● **What is expected**
Every line that holds the word "pipeline" needs to be copied from the data below.

Saved entries:
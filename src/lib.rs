//! # snaprun - Rail-snapping run-length compression
//!
//! A streaming, lossy compressor for noisy quasi-two-level signals read
//! periodically from an ADC.
//!
//! ## Key Features
//!
//! - **Rail snapping**: noise near the low/high rail collapses to the rail value
//! - **Ramp preservation**: entry and exit edges of a plateau keep their shape
//! - **Capped run-length encoding**: timestamped runs, bounded in length
//! - **Independent decoder**: expands a log back to one line per sample
//!
//! ## Quick Start
//!
//! ```rust
//! use snaprun::{Compressor, CompressorConfig, Decompressor, MemorySource, ShutdownFlag};
//! use chrono::{Duration, NaiveTime};
//!
//! let start = NaiveTime::from_hms_opt(12, 0, 0).unwrap();
//! let mut source = MemorySource::from_values([512, 512, 512], start, Duration::milliseconds(1));
//!
//! let compressor = Compressor::new(CompressorConfig::default(), Vec::new()).unwrap();
//! let report = compressor.run(&mut source, &ShutdownFlag::new()).unwrap();
//! let log = String::from_utf8(report.output).unwrap();
//!
//! let lines = Decompressor::new().expand_records(&log);
//! assert_eq!(lines.len(), 3);
//! assert_eq!(lines[0].timestamp, Some(start));
//! assert!(lines[1].timestamp.is_none());
//! ```
//!
//! ## Modules
//!
//! - [`classifier`]: Zone classification against the rails
//! - [`ramp`]: Hysteresis buffer with ramp preservation
//! - [`encoder`]: Capped run-length encoding
//! - [`format`]: Compressed record format and writers
//! - [`decoder`]: Decompression
//! - [`source`]: Sample source abstraction and implementations
//! - [`pipeline`]: The compression loop
//! - [`metrics`]: Compression statistics

// Modules
pub mod classifier;
pub mod config;
pub mod decoder;
pub mod encoder;
pub mod error;
pub mod format;
pub mod metrics;
pub mod pipeline;
pub mod ramp;
pub mod source;

// Re-exports for convenient access
pub use classifier::{Classifier, Zone};
pub use config::{Bounds, CompressorConfig, DecoderConfig, RecordStyle};
pub use decoder::{DecompressionStats, Decompressor, ExpandedLine, ParsedLine, RecordParser};
pub use encoder::RunLengthEncoder;
pub use error::{ConfigError, FormatError, Result, SnaprunError, SourceError};
pub use format::{DebugWriter, RecordWriter, RunRecord, RUN_MARKER};
pub use metrics::CompressionStats;
pub use pipeline::{CompressionReport, Compressor, ShutdownFlag, StepOutcome};
pub use ramp::{RampBuffer, RampOutput, RampState};
pub use source::{
    ByteSource, Clock, MemorySource, Sample, SampleSource, SourceRead, SystemClock,
    ThreadedSource,
};

#[cfg(feature = "random")]
pub use source::RandomSource;
#[cfg(feature = "replay")]
pub use source::ReplaySource;

/// Library version
pub const VERSION: &str = env!("CARGO_PKG_VERSION");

● **Task result**
//! - [`pipeline`]: The compression loop
pub mod pipeline;
pub use pipeline::{CompressionReport, Compressor, ShutdownFlag, StepOutcome};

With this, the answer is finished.